→ **Task to carry out**: Whatever appears in the records should be given again exactly, down to the last mark.

[Records from a dataset]
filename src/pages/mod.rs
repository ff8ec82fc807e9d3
pub mod home;
pub mod not_found;
#[cfg(test)]
mod tests {
    use super::*;

    const SWEEP: &str = r#"
name: butterfly1
command: "fairseq-train --task language_modeling --fp16 --distributed-world-size {gpus}"
gpus: 8
log_folder: experimental/cc_small/butterfly1
checkpoint_base_dir: /checkpoint/me/
partition: learnlab
repo: fairseq_private
change_dir: fairseq_private/
fixed:
  arch: transformer_lm
  fp16-no-flatten-grads: true
  weight-decay: 0.0
axes:
  - flag: butterfly-low-rank
    values: [0, 0.1, 0.2]
  - flag: butterfly-block-size
    values: [16, 32]
  - flags: [max-update, warmup-updates, ""]
    values:
      - [16000, 3000, /data/cc_small]
"#;

    fn config() -> SweepConfig {
        SweepConfig::from_yaml(SWEEP).expect("valid sweep")
    }

    #[test]
    fn generates_full_cartesian_product() {
        let plan = generate_jobs(&config(), 1.0).expect("plan");
        assert_eq!(plan.candidates, 3 * 2 * 1);
        assert_eq!(plan.jobs.len(), 6);
        let mut commands = plan.jobs.iter().map(|j| j.command.clone()).collect::<Vec<_>>();
        commands.sort();
        commands.dedup();
        assert_eq!(commands.len(), 6);
    }

    #[test]
    fn command_layout_matches_fragments() {
        let plan = generate_jobs(&config(), 1.0).expect("plan");
        let first = &plan.jobs[0];
        let expected_prefix = "fairseq-train --task language_modeling --fp16 --distributed-world-size 8 \
--arch transformer_lm --fp16-no-flatten-grads --weight-decay 0.0 \
--butterfly-low-rank 0 --butterfly-block-size 16 \
--max-update 16000 --warmup-updates 3000 /data/cc_small --seed 0 --save-dir ";
        assert!(
            first.command.starts_with(expected_prefix),
            "unexpected command: {}",
            first.command
        );
        assert!(first.save_dir.starts_with("/checkpoint/me/experimental/cc_small/butterfly1/"));
        assert!(first.command.ends_with(&first.save_dir));
    }

    #[test]
    fn save_dir_is_content_addressed() {
        let a = generate_jobs(&config(), 1.0).expect("plan");
        let b = generate_jobs(&config(), 1.0).expect("plan");
        assert_eq!(a, b);
        let mut dirs = a.jobs.iter().map(|j| j.save_dir.clone()).collect::<Vec<_>>();
        dirs.sort();
        dirs.dedup();
        assert_eq!(dirs.len(), a.jobs.len());
        let hash = a.jobs[0].save_dir.rsplit('/').next().expect("hash");
        let seeded = a.jobs[0]
            .command
            .split(" --save-dir ")
            .next()
            .expect("seeded command");
        assert_eq!(hash, sha256_hex(seeded.as_bytes()));
    }

    #[test]
    fn sampling_is_reproducible_for_a_seed() {
        let mut cfg = config();
        cfg.num_seeds = 20;
        let first = generate_jobs(&cfg, 0.5).expect("plan");
        let second = generate_jobs(&cfg, 0.5).expect("plan");
        assert_eq!(first.candidates, 120);
        assert_eq!(first.jobs, second.jobs);
        assert!(first.jobs.len() < 120, "p=0.5 should drop some jobs");
        assert!(!first.jobs.is_empty(), "p=0.5 should keep some jobs");

        let none = generate_jobs(&cfg, 0.0).expect("plan");
        assert!(none.jobs.len() <= 1, "p=0 keeps only exact-zero draws");
    }

    #[test]
    fn rejects_probability_out_of_range() {
        assert!(generate_jobs(&config(), 1.5).is_err());
        assert!(generate_jobs(&config(), -0.1).is_err());
    }

    #[test]
    fn seeds_prefixes_and_fp16_toggle() {
        let mut cfg = config();
        cfg.axes.clear();
        cfg.num_seeds = 2;
        cfg.seed_offset = 3;
        cfg.prefixes = vec![" data/wikitext-2".to_string(), " data/wikitext-103".to_string()];
        cfg.fp16 = false;
        let plan = generate_jobs(&cfg, 1.0).expect("plan");
        assert_eq!(plan.jobs.len(), 4);
        assert_eq!(
            plan.jobs.iter().map(|j| j.seed).collect::<Vec<_>>(),
            vec![3, 3, 4, 4]
        );
        assert!(plan.jobs[1].command.contains(" data/wikitext-103 --seed 3"));
        for job in &plan.jobs {
            assert!(!job.command.contains("--fp16 "), "{}", job.command);
            assert!(job.command.contains("--fp16-no-flatten-grads"));
        }
    }

    #[test]
    fn conditional_rules_fan_out_matching_commands() {
        let mut cfg = config();
        cfg.conditional = vec![ConditionalRule {
            contains: "--butterfly-low-rank 0 ".to_string(),
            flag: "lr".to_string(),
            values: vec![ArgValue::Float(0.001), ArgValue::Float(0.003)],
        }];
        let plan = generate_jobs(&cfg, 1.0).expect("plan");
        // 2 of 6 combinations match and each fans out into 2 jobs.
        assert_eq!(plan.jobs.len(), 4 + 2 * 2);
        assert!(plan
            .jobs
            .iter()
            .any(|j| j.command.contains("/data/cc_small --lr 0.003 --seed 0")));
    }

    #[test]
    fn summary_reports_gpu_hours_and_destination() {
        let mut cfg = config();
        cfg.time_hours = 6;
        cfg.time_minutes = 30;
        let plan = generate_jobs(&cfg, 1.0).expect("plan");
        let summary = plan.summary(&cfg);
        assert_eq!(summary.total_jobs, 6);
        assert!((summary.gpu_hours - 6.0 * 8.0 * 6.5).abs() < 1e-9);
        assert_eq!(summary.log_dir, PathBuf::from("logs/experimental/cc_small/butterfly1"));
        assert_eq!(summary.partition, "learnlab");
    }

    #[test]
    fn bundled_sample_config_expands() {
        let cfg = SweepConfig::from_yaml(include_str!("../../../configs/cc_small_butterfly.yaml"))
            .expect("sample sweep");
        let plan = generate_jobs(&cfg, 1.0).expect("plan");
        assert_eq!(plan.candidates, 3 * 3 + 3);
        assert!(plan.jobs[0]
            .command
            .contains("--distributed-world-size 32 --valid-subset valid --arch transformer_lm"));
        assert!(plan
            .jobs
            .iter()
            .any(|j| j.command.contains("--butterfly-block-size 64 --lr 0.001633 --warmup-init-lr 0.0 --update-freq-override 4")));
    }

    #[test]
    fn load_reports_arity_errors_with_path() {
        let dir = std::env::temp_dir().join(format!(
            "gridjob_sweep_{}_{}",
            std::process::id(),
            chrono::Utc::now().timestamp_micros()
        ));
        crate::ensure_dir(&dir).expect("temp dir");
        let path = dir.join("bad.yaml");
        fs::write(
            &path,
            "command: x\nlog_folder: l\ncheckpoint_base_dir: /c\npartition: p\nrepo: r\naxes:\n  - flags: [a, b]\n    values: [[1]]\n",
        )
        .expect("write sweep");
        let err = SweepConfig::load(&path).expect_err("arity mismatch");
        let msg = err.to_string();
        assert!(msg.contains("bad.yaml"), "{}", msg);
        assert!(msg.contains("expected 2"), "{}", msg);
        let _ = fs::remove_dir_all(dir);
    }
}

→ **Output for this task**:
filename src/pages/mod.rs
repository ff8ec82fc807e9d3
pub mod home;
pub mod not_found;
#[cfg(test)]
mod tests {
    use super::*;

    const SWEEP: &str = r#"
name: butterfly1
command: "fairseq-train --task language_modeling --fp16 --distributed-world-size {gpus}"
gpus: 8
log_folder: experimental/cc_small/butterfly1
checkpoint_base_dir: /checkpoint/me/
partition: learnlab
repo: fairseq_private
change_dir: fairseq_private/
fixed:
  arch: transformer_lm
  fp16-no-flatten-grads: true
  weight-decay: 0.0
axes:
  - flag: butterfly-low-rank
    values: [0, 0.1, 0.2]
  - flag: butterfly-block-size
    values: [16, 32]
  - flags: [max-update, warmup-updates, ""]
    values:
      - [16000, 3000, /data/cc_small]
"#;

    fn config() -> SweepConfig {
        SweepConfig::from_yaml(SWEEP).expect("valid sweep")
    }

    #[test]
    fn generates_full_cartesian_product() {
        let plan = generate_jobs(&config(), 1.0).expect("plan");
        assert_eq!(plan.candidates, 3 * 2 * 1);
        assert_eq!(plan.jobs.len(), 6);
        let mut commands = plan.jobs.iter().map(|j| j.command.clone()).collect::<Vec<_>>();
        commands.sort();
        commands.dedup();
        assert_eq!(commands.len(), 6);
    }

    #[test]
    fn command_layout_matches_fragments() {
        let plan = generate_jobs(&config(), 1.0).expect("plan");
        let first = &plan.jobs[0];
        let expected_prefix = "fairseq-train --task language_modeling --fp16 --distributed-world-size 8 \
--arch transformer_lm --fp16-no-flatten-grads --weight-decay 0.0 \
--butterfly-low-rank 0 --butterfly-block-size 16 \
--max-update 16000 --warmup-updates 3000 /data/cc_small --seed 0 --save-dir ";
        assert!(
            first.command.starts_with(expected_prefix),
            "unexpected command: {}",
            first.command
        );
        assert!(first.save_dir.starts_with("/checkpoint/me/experimental/cc_small/butterfly1/"));
        assert!(first.command.ends_with(&first.save_dir));
    }

    #[test]
    fn save_dir_is_content_addressed() {
        let a = generate_jobs(&config(), 1.0).expect("plan");
        let b = generate_jobs(&config(), 1.0).expect("plan");
        assert_eq!(a, b);
        let mut dirs = a.jobs.iter().map(|j| j.save_dir.clone()).collect::<Vec<_>>();
        dirs.sort();
        dirs.dedup();
        assert_eq!(dirs.len(), a.jobs.len());
        let hash = a.jobs[0].save_dir.rsplit('/').next().expect("hash");
        let seeded = a.jobs[0]
            .command
            .split(" --save-dir ")
            .next()
            .expect("seeded command");
        assert_eq!(hash, sha256_hex(seeded.as_bytes()));
    }

    #[test]
    fn sampling_is_reproducible_for_a_seed() {
        let mut cfg = config();
        cfg.num_seeds = 20;
        let first = generate_jobs(&cfg, 0.5).expect("plan");
        let second = generate_jobs(&cfg, 0.5).expect("plan");
        assert_eq!(first.candidates, 120);
        assert_eq!(first.jobs, second.jobs);
        assert!(first.jobs.len() < 120, "p=0.5 should drop some jobs");
        assert!(!first.jobs.is_empty(), "p=0.5 should keep some jobs");

        let none = generate_jobs(&cfg, 0.0).expect("plan");
        assert!(none.jobs.len() <= 1, "p=0 keeps only exact-zero draws");
    }

    #[test]
    fn rejects_probability_out_of_range() {
        assert!(generate_jobs(&config(), 1.5).is_err());
        assert!(generate_jobs(&config(), -0.1).is_err());
    }

    #[test]
    fn seeds_prefixes_and_fp16_toggle() {
        let mut cfg = config();
        cfg.axes.clear();
        cfg.num_seeds = 2;
        cfg.seed_offset = 3;
        cfg.prefixes = vec![" data/wikitext-2".to_string(), " data/wikitext-103".to_string()];
        cfg.fp16 = false;
        let plan = generate_jobs(&cfg, 1.0).expect("plan");
        assert_eq!(plan.jobs.len(), 4);
        assert_eq!(
            plan.jobs.iter().map(|j| j.seed).collect::<Vec<_>>(),
            vec![3, 3, 4, 4]
        );
        assert!(plan.jobs[1].command.contains(" data/wikitext-103 --seed 3"));
        for job in &plan.jobs {
            assert!(!job.command.contains("--fp16 "), "{}", job.command);
            assert!(job.command.contains("--fp16-no-flatten-grads"));
        }
    }

    #[test]
    fn conditional_rules_fan_out_matching_commands() {
        let mut cfg = config();
        cfg.conditional = vec![ConditionalRule {
            contains: "--butterfly-low-rank 0 ".to_string(),
            flag: "lr".to_string(),
            values: vec![ArgValue::Float(0.001), ArgValue::Float(0.003)],
        }];
        let plan = generate_jobs(&cfg, 1.0).expect("plan");
        // 2 of 6 combinations match and each fans out into 2 jobs.
        assert_eq!(plan.jobs.len(), 4 + 2 * 2);
        assert!(plan
            .jobs
            .iter()
            .any(|j| j.command.contains("/data/cc_small --lr 0.003 --seed 0")));
    }

    #[test]
    fn summary_reports_gpu_hours_and_destination() {
        let mut cfg = config();
        cfg.time_hours = 6;
        cfg.time_minutes = 30;
        let plan = generate_jobs(&cfg, 1.0).expect("plan");
        let summary = plan.summary(&cfg);
        assert_eq!(summary.total_jobs, 6);
        assert!((summary.gpu_hours - 6.0 * 8.0 * 6.5).abs() < 1e-9);
        assert_eq!(summary.log_dir, PathBuf::from("logs/experimental/cc_small/butterfly1"));
        assert_eq!(summary.partition, "learnlab");
    }

    #[test]
    fn bundled_sample_config_expands() {
        let cfg = SweepConfig::from_yaml(include_str!("../../../configs/cc_small_butterfly.yaml"))
            .expect("sample sweep");
        let plan = generate_jobs(&cfg, 1.0).expect("plan");
        assert_eq!(plan.candidates, 3 * 3 + 3);
        assert!(plan.jobs[0]
            .command
            .contains("--distributed-world-size 32 --valid-subset valid --arch transformer_lm"));
        assert!(plan
            .jobs
            .iter()
            .any(|j| j.command.contains("--butterfly-block-size 64 --lr 0.001633 --warmup-init-lr 0.0 --update-freq-override 4")));
    }

    #[test]
    fn load_reports_arity_errors_with_path() {
        let dir = std::env::temp_dir().join(format!(
            "gridjob_sweep_{}_{}",
            std::process::id(),
            chrono::Utc::now().timestamp_micros()
        ));
        crate::ensure_dir(&dir).expect("temp dir");
        let path = dir.join("bad.yaml");
        fs::write(
            &path,
            "command: x\nlog_folder: l\ncheckpoint_base_dir: /c\npartition: p\nrepo: r\naxes:\n  - flags: [a, b]\n    values: [[1]]\n",
        )
        .expect("write sweep");
        let err = SweepConfig::load(&path).expect_err("arity mismatch");
        let msg = err.to_string();
        assert!(msg.contains("bad.yaml"), "{}", msg);
        assert!(msg.contains("expected 2"), "{}", msg);
        let _ = fs::remove_dir_all(dir);
    }
}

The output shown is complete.